→ Task brief
Copy out the complete listing, word for word.

—————

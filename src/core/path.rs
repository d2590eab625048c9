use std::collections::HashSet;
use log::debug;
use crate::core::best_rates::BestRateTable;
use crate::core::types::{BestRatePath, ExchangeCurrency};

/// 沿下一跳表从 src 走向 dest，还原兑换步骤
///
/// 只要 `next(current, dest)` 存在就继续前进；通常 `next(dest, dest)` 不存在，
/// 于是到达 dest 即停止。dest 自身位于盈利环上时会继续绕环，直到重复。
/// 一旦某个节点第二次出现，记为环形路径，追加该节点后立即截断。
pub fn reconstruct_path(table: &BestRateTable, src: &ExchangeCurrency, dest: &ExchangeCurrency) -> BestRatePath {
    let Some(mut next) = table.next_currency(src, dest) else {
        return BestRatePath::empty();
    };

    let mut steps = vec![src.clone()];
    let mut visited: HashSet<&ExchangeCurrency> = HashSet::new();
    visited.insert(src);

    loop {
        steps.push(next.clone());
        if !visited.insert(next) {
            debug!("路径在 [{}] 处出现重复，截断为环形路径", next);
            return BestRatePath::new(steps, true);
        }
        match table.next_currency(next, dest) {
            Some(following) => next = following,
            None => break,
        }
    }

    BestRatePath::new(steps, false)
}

—————

→ Solved exercise
filename src/core/path.rs
repository d2590eab625048c9
use std::collections::HashSet;
use log::debug;
use crate::core::best_rates::BestRateTable;
use crate::core::types::{BestRatePath, ExchangeCurrency};

/// 沿下一跳表从 src 走向 dest，还原兑换步骤
///
/// 只要 `next(current, dest)` 存在就继续前进；通常 `next(dest, dest)` 不存在，
/// 于是到达 dest 即停止。dest 自身位于盈利环上时会继续绕环，直到重复。
/// 一旦某个节点第二次出现，记为环形路径，追加该节点后立即截断。
pub fn reconstruct_path(table: &BestRateTable, src: &ExchangeCurrency, dest: &ExchangeCurrency) -> BestRatePath {
    let Some(mut next) = table.next_currency(src, dest) else {
        return BestRatePath::empty();
    };

    let mut steps = vec![src.clone()];
    let mut visited: HashSet<&ExchangeCurrency> = HashSet::new();
    visited.insert(src);

    loop {
        steps.push(next.clone());
        if !visited.insert(next) {
            debug!("路径在 [{}] 处出现重复，截断为环形路径", next);
            return BestRatePath::new(steps, true);
        }
        match table.next_currency(next, dest) {
            Some(following) => next = following,
            None => break,
        }
    }

    BestRatePath::new(steps, false)
}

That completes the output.